◆ Data records
□ □ □ □

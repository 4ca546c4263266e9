use std::fs;
use std::io::Write;
use std::path::{Path, PathBuf};
use std::sync::atomic::{AtomicU64, Ordering};

static WRITE_SEQ: AtomicU64 = AtomicU64::new(0);

/// Checkpoint records must never be observable half-written. The new
/// content goes to a scratch file in the target's directory, is fsynced,
/// and is renamed over the target; the directory is then fsynced so the
/// rename itself survives a crash. Readers see the old record or the new
/// one, nothing in between.
pub fn atomic_write_file(path: &Path, content: &[u8]) -> std::io::Result<()> {
    let parent = path
        .parent()
        .ok_or_else(|| std::io::Error::other("path has no parent"))?;
    let scratch = scratch_path(parent, path);

    {
        let mut file = fs::OpenOptions::new()
            .create_new(true)
            .write(true)
            .open(&scratch)?;
        file.write_all(content)?;
        file.sync_all()?;
    }

    fs::rename(&scratch, path)?;
    sync_dir(parent)?;
    Ok(())
}

// Scratch names carry the pid and a process-wide sequence number, so
// concurrent writers in the same directory never collide.
fn scratch_path(parent: &Path, target: &Path) -> PathBuf {
    let name = target
        .file_name()
        .and_then(|v| v.to_str())
        .unwrap_or("record");
    let seq = WRITE_SEQ.fetch_add(1, Ordering::Relaxed);
    parent.join(format!(".swap.{}.{seq}.{name}", std::process::id()))
}

#[cfg(unix)]
fn sync_dir(dir: &Path) -> std::io::Result<()> {
    fs::File::open(dir)?.sync_all()
}

#[cfg(not(unix))]
fn sync_dir(_dir: &Path) -> std::io::Result<()> {
    Ok(())
}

□ □ □ □

◆ Work to be completed
Please go over the data above and copy each line with "fsynced" in it.

◆ Task result
/// content goes to a scratch file in the target's directory, is fsynced,
/// and is renamed over the target; the directory is then fsynced so the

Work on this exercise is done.